━━━━━ Material for the task

/// What happened below a node during `add`. Parents use `grew` to decide whether their own balance
/// factor shifts.
pub(crate) enum Insertion {
    /// An equal element was already stored and has been overwritten. Nothing moved.
    Replaced,
    /// A new leaf was created somewhere in the subtree.
    Created {
        /// Whether the subtree this was returned from got taller.
        grew: bool,
    },
}

/// The result of removing an element from a subtree.
pub(crate) struct Removal<T> {
    /// The element that used to be stored in the removed node.
    pub(crate) value: T,
    /// Whether the subtree this was returned from got shorter.
    pub(crate) shrank: bool,
}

━━━━━━━━━━

* **Problem to solve**:
Report, for the data above, every line in which the string "this" appears.

* **Written answer**:
        /// Whether the subtree this was returned from got taller.
    /// Whether the subtree this was returned from got shorter.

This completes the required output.